**** Material provided
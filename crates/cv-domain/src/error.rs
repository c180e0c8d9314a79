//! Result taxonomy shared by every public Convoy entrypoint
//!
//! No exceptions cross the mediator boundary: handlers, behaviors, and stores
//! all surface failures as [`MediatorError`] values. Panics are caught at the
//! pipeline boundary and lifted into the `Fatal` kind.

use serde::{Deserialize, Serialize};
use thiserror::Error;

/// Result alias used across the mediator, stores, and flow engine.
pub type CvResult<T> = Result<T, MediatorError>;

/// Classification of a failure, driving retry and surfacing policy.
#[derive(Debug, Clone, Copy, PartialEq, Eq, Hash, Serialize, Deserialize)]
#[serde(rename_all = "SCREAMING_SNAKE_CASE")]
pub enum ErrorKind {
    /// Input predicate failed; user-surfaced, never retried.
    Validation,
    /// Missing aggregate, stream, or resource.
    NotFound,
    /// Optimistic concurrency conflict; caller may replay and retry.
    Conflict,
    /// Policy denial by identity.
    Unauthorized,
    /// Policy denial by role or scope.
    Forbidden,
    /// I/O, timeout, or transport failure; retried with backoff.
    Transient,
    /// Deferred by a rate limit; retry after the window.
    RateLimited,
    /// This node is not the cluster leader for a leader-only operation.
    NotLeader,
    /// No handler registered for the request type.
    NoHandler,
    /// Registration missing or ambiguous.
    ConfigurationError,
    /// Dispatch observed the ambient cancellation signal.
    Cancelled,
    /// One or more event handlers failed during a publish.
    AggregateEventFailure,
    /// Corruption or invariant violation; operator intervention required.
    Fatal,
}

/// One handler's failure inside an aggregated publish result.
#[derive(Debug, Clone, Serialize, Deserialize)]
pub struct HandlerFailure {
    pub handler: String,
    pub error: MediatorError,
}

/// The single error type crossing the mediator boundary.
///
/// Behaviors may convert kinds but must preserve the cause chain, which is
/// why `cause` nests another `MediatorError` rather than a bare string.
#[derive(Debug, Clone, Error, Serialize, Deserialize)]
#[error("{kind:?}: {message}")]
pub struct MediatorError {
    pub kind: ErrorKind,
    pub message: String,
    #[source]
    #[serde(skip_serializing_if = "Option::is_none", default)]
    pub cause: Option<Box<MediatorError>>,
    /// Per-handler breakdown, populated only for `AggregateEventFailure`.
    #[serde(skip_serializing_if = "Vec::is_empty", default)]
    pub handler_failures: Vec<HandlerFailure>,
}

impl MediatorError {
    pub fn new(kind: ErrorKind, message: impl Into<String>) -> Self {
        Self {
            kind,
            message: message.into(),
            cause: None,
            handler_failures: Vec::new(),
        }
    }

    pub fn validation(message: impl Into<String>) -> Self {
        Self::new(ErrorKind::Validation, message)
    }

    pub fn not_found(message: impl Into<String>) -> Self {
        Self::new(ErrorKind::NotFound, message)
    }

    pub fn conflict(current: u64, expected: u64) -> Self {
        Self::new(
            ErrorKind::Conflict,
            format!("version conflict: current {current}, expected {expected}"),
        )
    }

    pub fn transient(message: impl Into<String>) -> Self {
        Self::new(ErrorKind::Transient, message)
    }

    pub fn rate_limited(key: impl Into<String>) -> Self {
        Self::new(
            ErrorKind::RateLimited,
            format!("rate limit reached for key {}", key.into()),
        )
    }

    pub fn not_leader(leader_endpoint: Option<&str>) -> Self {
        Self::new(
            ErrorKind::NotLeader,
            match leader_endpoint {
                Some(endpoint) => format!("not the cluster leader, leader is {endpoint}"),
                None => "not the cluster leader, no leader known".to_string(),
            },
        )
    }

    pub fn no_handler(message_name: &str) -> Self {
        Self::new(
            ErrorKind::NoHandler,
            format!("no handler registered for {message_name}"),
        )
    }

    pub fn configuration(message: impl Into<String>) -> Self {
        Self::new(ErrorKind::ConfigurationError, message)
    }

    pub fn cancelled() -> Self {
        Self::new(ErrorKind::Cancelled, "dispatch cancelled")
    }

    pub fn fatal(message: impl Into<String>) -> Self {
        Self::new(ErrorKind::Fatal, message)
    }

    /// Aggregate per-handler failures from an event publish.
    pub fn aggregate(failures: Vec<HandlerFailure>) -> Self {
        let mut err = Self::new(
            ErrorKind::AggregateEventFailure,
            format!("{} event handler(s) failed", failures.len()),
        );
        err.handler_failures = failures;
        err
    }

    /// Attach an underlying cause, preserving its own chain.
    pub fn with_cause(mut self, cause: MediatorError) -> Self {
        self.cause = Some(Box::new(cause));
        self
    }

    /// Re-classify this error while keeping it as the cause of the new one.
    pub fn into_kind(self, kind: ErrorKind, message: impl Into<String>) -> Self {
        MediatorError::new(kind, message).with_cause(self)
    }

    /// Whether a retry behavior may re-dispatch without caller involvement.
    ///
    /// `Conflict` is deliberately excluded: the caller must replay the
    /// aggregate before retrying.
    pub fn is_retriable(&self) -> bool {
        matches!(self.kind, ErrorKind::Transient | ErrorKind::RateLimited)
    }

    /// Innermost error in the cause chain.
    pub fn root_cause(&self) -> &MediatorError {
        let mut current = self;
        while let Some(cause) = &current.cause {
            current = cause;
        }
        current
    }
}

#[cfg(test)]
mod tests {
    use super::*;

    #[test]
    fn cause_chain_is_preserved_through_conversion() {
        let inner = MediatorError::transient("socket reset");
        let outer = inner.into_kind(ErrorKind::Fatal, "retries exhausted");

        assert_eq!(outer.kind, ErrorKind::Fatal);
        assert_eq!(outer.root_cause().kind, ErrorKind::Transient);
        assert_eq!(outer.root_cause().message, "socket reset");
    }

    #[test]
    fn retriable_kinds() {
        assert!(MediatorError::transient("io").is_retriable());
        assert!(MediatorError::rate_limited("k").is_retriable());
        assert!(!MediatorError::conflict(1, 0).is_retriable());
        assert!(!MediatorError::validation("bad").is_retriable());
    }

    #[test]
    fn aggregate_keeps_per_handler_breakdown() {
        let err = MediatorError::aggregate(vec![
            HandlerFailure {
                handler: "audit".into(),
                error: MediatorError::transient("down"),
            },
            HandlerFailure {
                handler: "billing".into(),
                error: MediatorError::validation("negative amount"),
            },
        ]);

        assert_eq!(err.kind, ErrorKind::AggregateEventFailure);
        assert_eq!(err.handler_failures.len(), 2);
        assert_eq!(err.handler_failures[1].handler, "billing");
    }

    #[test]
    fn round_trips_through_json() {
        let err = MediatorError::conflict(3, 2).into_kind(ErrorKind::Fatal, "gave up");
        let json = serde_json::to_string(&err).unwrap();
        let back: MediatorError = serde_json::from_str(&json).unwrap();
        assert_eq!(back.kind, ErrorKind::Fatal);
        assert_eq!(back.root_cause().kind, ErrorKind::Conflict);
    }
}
********
**** Material provided
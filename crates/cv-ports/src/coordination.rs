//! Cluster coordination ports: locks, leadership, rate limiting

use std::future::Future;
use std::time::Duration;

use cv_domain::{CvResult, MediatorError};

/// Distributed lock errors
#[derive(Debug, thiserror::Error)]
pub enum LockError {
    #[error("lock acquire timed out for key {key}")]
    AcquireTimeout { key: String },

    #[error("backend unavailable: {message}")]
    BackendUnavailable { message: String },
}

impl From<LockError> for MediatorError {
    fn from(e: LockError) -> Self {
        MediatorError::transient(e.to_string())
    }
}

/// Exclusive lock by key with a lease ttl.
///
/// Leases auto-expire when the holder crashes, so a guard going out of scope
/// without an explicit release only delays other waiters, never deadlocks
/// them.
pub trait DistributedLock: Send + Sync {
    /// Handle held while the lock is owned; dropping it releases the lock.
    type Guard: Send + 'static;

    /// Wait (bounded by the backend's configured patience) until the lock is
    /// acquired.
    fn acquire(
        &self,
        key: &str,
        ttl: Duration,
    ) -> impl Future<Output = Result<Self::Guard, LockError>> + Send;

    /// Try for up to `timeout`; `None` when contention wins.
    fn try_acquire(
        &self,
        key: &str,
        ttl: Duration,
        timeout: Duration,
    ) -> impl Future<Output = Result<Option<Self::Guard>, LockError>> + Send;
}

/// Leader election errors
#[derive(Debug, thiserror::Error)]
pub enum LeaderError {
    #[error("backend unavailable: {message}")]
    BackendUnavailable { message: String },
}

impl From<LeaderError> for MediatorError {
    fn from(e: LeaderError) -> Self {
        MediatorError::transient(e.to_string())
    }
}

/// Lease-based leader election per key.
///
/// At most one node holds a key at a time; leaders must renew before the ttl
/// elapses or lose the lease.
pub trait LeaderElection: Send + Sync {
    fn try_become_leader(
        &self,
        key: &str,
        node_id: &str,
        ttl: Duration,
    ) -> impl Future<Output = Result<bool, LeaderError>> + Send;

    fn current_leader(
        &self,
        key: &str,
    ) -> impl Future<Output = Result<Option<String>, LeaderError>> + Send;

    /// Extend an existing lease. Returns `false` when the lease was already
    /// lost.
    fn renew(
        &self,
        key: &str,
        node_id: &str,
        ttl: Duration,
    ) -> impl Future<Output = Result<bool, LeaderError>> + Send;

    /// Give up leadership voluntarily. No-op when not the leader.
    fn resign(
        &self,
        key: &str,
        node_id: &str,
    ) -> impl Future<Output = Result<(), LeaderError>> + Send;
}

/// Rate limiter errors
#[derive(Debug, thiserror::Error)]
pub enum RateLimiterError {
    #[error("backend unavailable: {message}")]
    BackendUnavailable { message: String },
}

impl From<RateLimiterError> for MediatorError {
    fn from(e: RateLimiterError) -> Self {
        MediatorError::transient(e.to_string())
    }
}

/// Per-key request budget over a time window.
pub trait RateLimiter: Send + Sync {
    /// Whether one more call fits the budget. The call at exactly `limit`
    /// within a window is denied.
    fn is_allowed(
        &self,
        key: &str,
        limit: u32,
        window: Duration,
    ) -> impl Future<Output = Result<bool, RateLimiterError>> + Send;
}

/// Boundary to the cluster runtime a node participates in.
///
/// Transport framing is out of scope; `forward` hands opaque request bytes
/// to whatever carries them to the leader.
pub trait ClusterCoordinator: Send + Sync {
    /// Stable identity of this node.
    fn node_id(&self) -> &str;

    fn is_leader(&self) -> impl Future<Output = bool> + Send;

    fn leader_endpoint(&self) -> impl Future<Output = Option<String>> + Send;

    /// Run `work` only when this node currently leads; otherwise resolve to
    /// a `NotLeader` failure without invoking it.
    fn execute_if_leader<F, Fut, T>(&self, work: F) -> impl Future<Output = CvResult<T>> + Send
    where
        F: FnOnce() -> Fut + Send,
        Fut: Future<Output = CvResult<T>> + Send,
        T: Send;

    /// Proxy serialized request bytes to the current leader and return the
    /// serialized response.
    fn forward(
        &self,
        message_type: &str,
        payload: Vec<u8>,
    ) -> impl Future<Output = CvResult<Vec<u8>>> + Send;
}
********
**** Material provided
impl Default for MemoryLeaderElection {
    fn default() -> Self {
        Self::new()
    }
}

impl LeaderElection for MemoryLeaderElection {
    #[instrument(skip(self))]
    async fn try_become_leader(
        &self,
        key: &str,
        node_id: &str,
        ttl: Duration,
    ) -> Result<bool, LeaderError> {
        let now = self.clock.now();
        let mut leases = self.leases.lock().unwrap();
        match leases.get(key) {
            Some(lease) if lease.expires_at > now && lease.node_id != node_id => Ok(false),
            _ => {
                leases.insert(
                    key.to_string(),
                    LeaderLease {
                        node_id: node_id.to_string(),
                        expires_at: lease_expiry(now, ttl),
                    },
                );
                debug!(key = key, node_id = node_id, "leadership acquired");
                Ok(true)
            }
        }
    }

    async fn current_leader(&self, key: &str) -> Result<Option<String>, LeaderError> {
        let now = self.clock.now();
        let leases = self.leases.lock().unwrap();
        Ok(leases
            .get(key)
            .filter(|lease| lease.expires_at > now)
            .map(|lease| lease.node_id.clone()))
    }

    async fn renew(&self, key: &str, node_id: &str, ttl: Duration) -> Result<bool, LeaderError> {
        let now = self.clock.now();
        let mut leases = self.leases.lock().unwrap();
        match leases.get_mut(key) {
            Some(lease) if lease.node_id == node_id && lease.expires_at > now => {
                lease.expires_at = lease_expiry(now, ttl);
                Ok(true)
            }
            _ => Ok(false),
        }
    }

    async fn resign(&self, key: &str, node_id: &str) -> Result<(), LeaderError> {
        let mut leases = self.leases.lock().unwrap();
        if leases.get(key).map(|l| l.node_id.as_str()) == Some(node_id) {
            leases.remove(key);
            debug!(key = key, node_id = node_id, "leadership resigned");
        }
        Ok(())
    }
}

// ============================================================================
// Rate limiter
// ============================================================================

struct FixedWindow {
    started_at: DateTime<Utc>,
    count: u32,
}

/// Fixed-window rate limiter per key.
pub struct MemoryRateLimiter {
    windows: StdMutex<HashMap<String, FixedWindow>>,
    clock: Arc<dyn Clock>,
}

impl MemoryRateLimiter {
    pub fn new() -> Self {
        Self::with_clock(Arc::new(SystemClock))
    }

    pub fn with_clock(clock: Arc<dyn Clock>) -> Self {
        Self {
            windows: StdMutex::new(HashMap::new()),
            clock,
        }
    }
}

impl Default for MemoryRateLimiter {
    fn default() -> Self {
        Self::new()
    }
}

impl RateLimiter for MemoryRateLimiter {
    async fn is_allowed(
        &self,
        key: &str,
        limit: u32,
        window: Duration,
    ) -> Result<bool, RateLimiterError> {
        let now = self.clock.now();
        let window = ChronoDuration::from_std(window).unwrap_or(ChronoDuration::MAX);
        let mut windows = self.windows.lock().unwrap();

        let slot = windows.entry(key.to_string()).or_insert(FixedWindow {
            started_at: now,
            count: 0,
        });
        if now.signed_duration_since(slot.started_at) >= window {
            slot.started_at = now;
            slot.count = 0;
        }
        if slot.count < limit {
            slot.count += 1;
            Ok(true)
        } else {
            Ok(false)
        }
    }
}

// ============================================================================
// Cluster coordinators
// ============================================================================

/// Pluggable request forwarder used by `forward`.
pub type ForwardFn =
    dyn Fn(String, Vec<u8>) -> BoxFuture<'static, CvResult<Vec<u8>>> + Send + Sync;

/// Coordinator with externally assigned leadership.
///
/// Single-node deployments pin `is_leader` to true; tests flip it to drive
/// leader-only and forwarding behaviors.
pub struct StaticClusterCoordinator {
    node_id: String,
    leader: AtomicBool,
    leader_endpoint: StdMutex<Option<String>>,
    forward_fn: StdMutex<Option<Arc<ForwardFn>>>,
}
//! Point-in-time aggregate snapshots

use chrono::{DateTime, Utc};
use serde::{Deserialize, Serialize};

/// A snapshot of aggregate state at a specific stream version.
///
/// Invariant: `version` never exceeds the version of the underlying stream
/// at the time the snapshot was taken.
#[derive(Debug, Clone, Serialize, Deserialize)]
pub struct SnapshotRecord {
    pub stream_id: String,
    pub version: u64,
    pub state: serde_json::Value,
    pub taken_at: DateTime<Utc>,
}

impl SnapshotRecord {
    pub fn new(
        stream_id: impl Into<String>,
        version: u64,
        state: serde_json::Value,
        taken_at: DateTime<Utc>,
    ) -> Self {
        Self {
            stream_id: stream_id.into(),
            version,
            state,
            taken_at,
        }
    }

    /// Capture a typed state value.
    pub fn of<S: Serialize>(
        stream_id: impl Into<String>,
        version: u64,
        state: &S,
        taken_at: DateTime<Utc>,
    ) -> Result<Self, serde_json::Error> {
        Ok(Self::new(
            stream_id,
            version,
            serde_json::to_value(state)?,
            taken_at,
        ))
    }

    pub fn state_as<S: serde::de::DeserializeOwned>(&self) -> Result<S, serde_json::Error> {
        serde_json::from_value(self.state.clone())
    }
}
********
→ **Exercise**: Retype exactly the lines above, from the one with "filename crates/cv-domain/src/error.rs" through the one with "and flow engine.", inclusive.

→ **Response below**:
filename crates/cv-domain/src/error.rs
repository c180e0c8d9314a79
//! Result taxonomy shared by every public Convoy entrypoint
//!
//! No exceptions cross the mediator boundary: handlers, behaviors, and stores
//! all surface failures as [`MediatorError`] values. Panics are caught at the
//! pipeline boundary and lifted into the `Fatal` kind.

use serde::{Deserialize, Serialize};
use thiserror::Error;

/// Result alias used across the mediator, stores, and flow engine.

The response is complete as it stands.